> TASK OBJECTIVE:
Reproduce the records word for word, from the first line to the line containing "pub struct OrderItem".

#### DATA SUPPLIED ####

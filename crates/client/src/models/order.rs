//! Order submission types.

use serde::{Deserialize, Serialize};

use gb_green_guide_core::{Money, OrderId, OrderStatus, PaymentMethod};

/// Request body for placing an order from the current cart.
#[derive(Debug, Clone, PartialEq, Eq, Serialize)]
pub struct OrderRequest {
    pub full_name: String,
    pub phone: String,
    pub email: String,
    pub city: String,
    pub address_line1: String,
    pub address_line2: String,
    pub country: String,
    pub payment_method: PaymentMethod,
    pub order_notes: String,
    pub items_count: u32,
    pub expected_total: Money,
}

/// One line of a placed order.
#[derive(Debug, Clone, PartialEq, Serialize, Deserialize)]
pub struct OrderItem {
    #[serde(default, alias = "product_name")]
    pub name: Option<String>,
    #[serde(default)]
    pub quantity: u32,
    #[serde(default)]
    pub price: Option<Money>,
    #[serde(default)]
    pub total_price: Option<Money>,
    #[serde(flatten)]
    pub extra: serde_json::Map<String, serde_json::Value>,
}

/// A placed order as returned by the order endpoint.
#[derive(Debug, Clone, PartialEq, Serialize, Deserialize)]
pub struct OrderRecord {
    pub id: OrderId,
    #[serde(default)]
    pub order_number: Option<String>,
    #[serde(default)]
    pub status: Option<OrderStatus>,
    #[serde(default)]
    pub items: Vec<OrderItem>,
    #[serde(default)]
    pub subtotal: Option<Money>,
    #[serde(default, alias = "total_amount")]
    pub total: Option<Money>,
    #[serde(default)]
    pub full_name: Option<String>,
    #[serde(default)]
    pub city: Option<String>,
    #[serde(default)]
    pub address_line1: Option<String>,
    #[serde(flatten)]
    pub extra: serde_json::Map<String, serde_json::Value>,
}

impl OrderRecord {
    /// Human-facing reference: the order number if the API issued one.
    #[must_use]
    pub fn reference(&self) -> String {
        self.order_number
            .clone()
            .unwrap_or_else(|| format!("#{}", self.id))
    }
}

/// Order endpoint response: the record either nested under `data` or at
/// the top level.
#[derive(Debug, Clone, Deserialize)]
#[serde(untagged)]
pub enum OrderResponse {
    Nested { data: OrderRecord },
    Flat(OrderRecord),
}

impl OrderResponse {
    /// Normalize to the order record, whichever shape arrived.
    #[must_use]
    pub fn into_order(self) -> OrderRecord {
        match self {
            Self::Nested { data } | Self::Flat(data) => data,
        }
    }
}

impl From<OrderRecord> for OrderResponse {
    fn from(order: OrderRecord) -> Self {
        Self::Flat(order)
    }
}

#[cfg(test)]
#[allow(clippy::unwrap_used)]
mod tests {
    use super::*;

    #[test]
    fn test_order_response_flat() {
        let json = serde_json::json!({"id": 123, "items": [{"product_name": "Walnuts", "quantity": 2}]});
        let order = serde_json::from_value::<OrderResponse>(json).unwrap().into_order();
        assert_eq!(order.id, OrderId::new(123));
        assert_eq!(order.items.len(), 1);
        let first = order.items.first().unwrap();
        assert_eq!(first.name.as_deref(), Some("Walnuts"));
        assert_eq!(first.quantity, 2);
    }

    #[test]
    fn test_order_response_nested_under_data() {
        let json = serde_json::json!({
            "message": "Order placed",
            "data": {"id": 55, "status": "confirmed", "total_amount": "1500.00", "items": []}
        });
        let order = serde_json::from_value::<OrderResponse>(json).unwrap().into_order();
        assert_eq!(order.id, OrderId::new(55));
        assert_eq!(order.status, Some(OrderStatus::Confirmed));
        assert_eq!(order.total, Some(Money::from_minor(150_000)));
        assert_eq!(order.reference(), "#55");
    }

    #[test]
    fn test_order_request_wire_format() {
        let request = OrderRequest {
            full_name: "Amina Baig".to_string(),
            phone: "+92 300 1234567".to_string(),
            email: "amina@example.com".to_string(),
            city: "Gilgit".to_string(),
            address_line1: "Jutial Road".to_string(),
            address_line2: String::new(),
            country: "Pakistan".to_string(),
            payment_method: PaymentMethod::CashOnDelivery,
            order_notes: String::new(),
            items_count: 3,
            expected_total: Money::from_minor(250_000),
        };
        let json = serde_json::to_value(&request).unwrap();
        assert_eq!(json["payment_method"], "COD");
        assert_eq!(json["items_count"], 3);
        assert_eq!(json["expected_total"], "2500.00");
    }
}
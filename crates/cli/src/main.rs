//! GB Green Guide CLI - shop the catalog from a terminal.
//!
//! # Usage
//!
//! ```bash
//! # Log in (password may also come from GBG_PASSWORD)
//! gbg login -e karim@example.com -p hunter22
//!
//! # Browse
//! gbg products --search apricot
//! gbg gallery --search hunza
//!
//! # Manage the cart
//! gbg cart add 12 -q 2
//! gbg cart set 12 3
//! gbg cart show
//!
//! # Place a cash-on-delivery order
//! gbg checkout --city Gilgit --address "Jutial Road 4" --notes "Call on arrival"
//! ```
//!
//! Configuration is read from the environment (and `.env`); see
//! `ClientConfig::from_env` for the variables.

#![cfg_attr(not(test), forbid(unsafe_code))]

use std::process::ExitCode;

use clap::{Parser, Subcommand};
use sentry::integrations::tracing as sentry_tracing;
use tracing_subscriber::{EnvFilter, layer::SubscriberExt, util::SubscriberInitExt};

use gb_green_guide_client::config::ClientConfig;
use gb_green_guide_client::state::AppContext;
use gb_green_guide_client::ClientError;
use gb_green_guide_core::ProductId;

mod commands;

#[derive(Parser)]
#[command(name = "gbg")]
#[command(author, version, about = "GB Green Guide shop client")]
struct Cli {
    /// Emit logs as JSON lines
    #[arg(long, global = true)]
    log_json: bool,

    #[command(subcommand)]
    command: Commands,
}

#[derive(Subcommand)]
enum Commands {
    /// Log in with email and password
    Login {
        /// Account email address
        #[arg(short, long)]
        email: String,

        /// Account password
        #[arg(short, long, env = "GBG_PASSWORD", hide_env_values = true)]
        password: String,
    },
    /// Create an account and log in
    Register {
        #[arg(short, long)]
        email: String,

        #[arg(short, long, env = "GBG_PASSWORD", hide_env_values = true)]
        password: String,

        #[arg(long)]
        first_name: String,

        #[arg(long, default_value = "")]
        last_name: String,

        #[arg(long)]
        phone: Option<String>,
    },
    /// Log out and forget the saved session
    Logout,
    /// Show the logged-in user
    Whoami,
    /// Inspect or change the cart
    Cart {
        #[command(subcommand)]
        action: CartAction,
    },
    /// Place a cash-on-delivery order for the current cart
    Checkout(commands::checkout::CheckoutArgs),
    /// List products
    Products {
        /// Filter by name or category
        #[arg(short, long)]
        search: Option<String>,
    },
    /// Browse place photos
    Gallery {
        /// Filter by place, city or caption
        #[arg(short, long)]
        search: Option<String>,
    },
    /// List reviews for a product
    Reviews {
        /// Product id
        product: ProductId,
    },
    /// Review a product
    Review {
        /// Product id
        product: ProductId,

        /// Stars, 1 to 5
        #[arg(short, long)]
        rating: u8,

        #[arg(short, long)]
        comment: String,
    },
}

#[derive(Subcommand)]
enum CartAction {
    /// Show the cart and its totals
    Show,
    /// Add a product
    Add {
        /// Product id
        product: ProductId,

        #[arg(short, long, default_value_t = 1)]
        quantity: u32,
    },
    /// Remove a product entirely
    Remove {
        /// Product id
        product: ProductId,
    },
    /// Set a product's quantity (0 removes it)
    Set {
        /// Product id
        product: ProductId,
        quantity: u32,
    },
    /// Empty the cart
    Clear,
}

/// Initialize Sentry error tracking.
///
/// Returns a guard that must be kept alive for the duration of the program.
/// If `SENTRY_DSN` is not configured, returns `None` and Sentry is disabled.
fn init_sentry(config: &ClientConfig) -> Option<sentry::ClientInitGuard> {
    let dsn = config.sentry_dsn.as_ref()?;

    let guard = sentry::init((
        dsn.as_str(),
        sentry::ClientOptions {
            release: sentry::release_name!(),
            environment: config
                .sentry_environment
                .clone()
                .map(std::borrow::Cow::Owned),
            attach_stacktrace: true,
            ..Default::default()
        },
    ));

    Some(guard)
}

/// Warnings and errors become Sentry events; info and debug become breadcrumbs.
fn sentry_event_filter(metadata: &tracing::Metadata<'_>) -> sentry_tracing::EventFilter {
    match *metadata.level() {
        tracing::Level::ERROR | tracing::Level::WARN => sentry_tracing::EventFilter::Event,
        tracing::Level::INFO | tracing::Level::DEBUG => sentry_tracing::EventFilter::Breadcrumb,
        _ => sentry_tracing::EventFilter::Ignore,
    }
}

#[tokio::main]
async fn main() -> ExitCode {
    let cli = Cli::parse();

    let config = match ClientConfig::from_env() {
        Ok(config) => config,
        Err(e) => {
            print_error(&ClientError::from(e));
            return ExitCode::FAILURE;
        }
    };

    let _sentry_guard = init_sentry(&config);

    // Logs go to stderr so command output stays pipeable.
    let env_filter = EnvFilter::try_from_default_env()
        .unwrap_or_else(|_| "gb_green_guide_client=info,gbg=info".into());
    let json_layer = cli.log_json.then(|| {
        tracing_subscriber::fmt::layer()
            .json()
            .flatten_event(true)
            .with_writer(std::io::stderr)
    });
    let text_layer =
        (!cli.log_json).then(|| tracing_subscriber::fmt::layer().with_writer(std::io::stderr));

    tracing_subscriber::registry()
        .with(env_filter)
        .with(json_layer)
        .with(text_layer)
        .with(sentry_tracing::layer().event_filter(sentry_event_filter))
        .init();

    let ctx = AppContext::new(config);
    let result = run(&ctx, cli.command).await;
    ctx.shutdown().await;

    match result {
        Ok(()) => ExitCode::SUCCESS,
        Err(e) => {
            e.report();
            print_error(&e);
            ExitCode::FAILURE
        }
    }
}

#[allow(clippy::print_stderr)]
fn print_error(err: &ClientError) {
    eprintln!("Error: {}", err.user_message());
}

async fn run(ctx: &AppContext, command: Commands) -> Result<(), ClientError> {
    match command {
        Commands::Login { email, password } => commands::auth::login(ctx, &email, &password).await,
        Commands::Register {
            email,
            password,
            first_name,
            last_name,
            phone,
        } => {
            let registration = gb_green_guide_client::auth::Registration {
                email,
                password,
                first_name,
                last_name,
                phone,
            };
            commands::auth::register(ctx, registration).await
        }
        Commands::Logout => {
            commands::auth::logout(ctx).await;
            Ok(())
        }
        Commands::Whoami => commands::auth::whoami(ctx),
        Commands::Cart { action } => match action {
            CartAction::Show => commands::cart::show(ctx).await,
            CartAction::Add { product, quantity } => {
                commands::cart::add(ctx, product, quantity).await
            }
            CartAction::Remove { product } => commands::cart::remove(ctx, product).await,
            CartAction::Set { product, quantity } => {
                commands::cart::set(ctx, product, quantity).await
            }
            CartAction::Clear => commands::cart::clear(ctx).await,
        },
        Commands::Checkout(args) => commands::checkout::place_order(ctx, args).await,
        Commands::Products { search } => {
            commands::catalog::products(ctx, search.as_deref().unwrap_or_default()).await
        }
        Commands::Gallery { search } => {
            commands::catalog::gallery(ctx, search.as_deref().unwrap_or_default()).await
        }
        Commands::Reviews { product } => commands::catalog::reviews(ctx, product).await,
        Commands::Review {
            product,
            rating,
            comment,
        } => commands::catalog::review(ctx, product, rating, &comment).await,
    }
}
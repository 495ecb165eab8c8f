//! Checkout: form validation, order totals and the submit lifecycle.
//!
//! The orchestrator composes the session and cart stores into an order
//! request. Validation happens before any network call; the cart is cleared
//! only after the order is confirmed, and off the success path.

mod form;
mod orchestrator;
mod summary;

pub use form::{CheckoutField, CheckoutFormData, validate_field, validate_form};
pub use orchestrator::{Checkout, CheckoutState, CheckoutStatus, SubmitOutcome};
pub use summary::OrderSummary;

use thiserror::Error;

use crate::api::{ApiError, FieldErrors};

/// Errors that can occur when submitting an order.
#[derive(Debug, Error)]
pub enum CheckoutError {
    /// No active session, or the API rejected the credential.
    #[error("Authentication required")]
    AuthRequired,

    /// One or more fields are invalid.
    #[error("Validation failed: {0}")]
    Validation(FieldErrors),

    /// The cart cannot be ordered as it stands.
    #[error("Cart not orderable: {0}")]
    Cart(String),

    /// The order request failed.
    #[error(transparent)]
    Api(ApiError),
}

impl CheckoutError {
    /// Message suitable for showing to an end user.
    #[must_use]
    pub fn user_message(&self) -> String {
        match self {
            Self::AuthRequired => "Please log in to place your order.".to_string(),
            Self::Validation(_) => "Please correct the highlighted fields.".to_string(),
            Self::Cart(message) => message.clone(),
            Self::Api(err) => err.user_message(),
        }
    }

    /// Field errors carried by a validation failure.
    #[must_use]
    pub const fn field_errors(&self) -> Option<&FieldErrors> {
        match self {
            Self::Validation(errors) => Some(errors),
            _ => None,
        }
    }
}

####

> WRITTEN SOLUTION:
filename crates/client/src/models/order.rs
//! Order submission types.

use serde::{Deserialize, Serialize};

use gb_green_guide_core::{Money, OrderId, OrderStatus, PaymentMethod};

/// Request body for placing an order from the current cart.
#[derive(Debug, Clone, PartialEq, Eq, Serialize)]
pub struct OrderRequest {
    pub full_name: String,
    pub phone: String,
    pub email: String,
    pub city: String,
    pub address_line1: String,
    pub address_line2: String,
    pub country: String,
    pub payment_method: PaymentMethod,
    pub order_notes: String,
    pub items_count: u32,
    pub expected_total: Money,
}

/// One line of a placed order.
#[derive(Debug, Clone, PartialEq, Serialize, Deserialize)]
pub struct OrderItem {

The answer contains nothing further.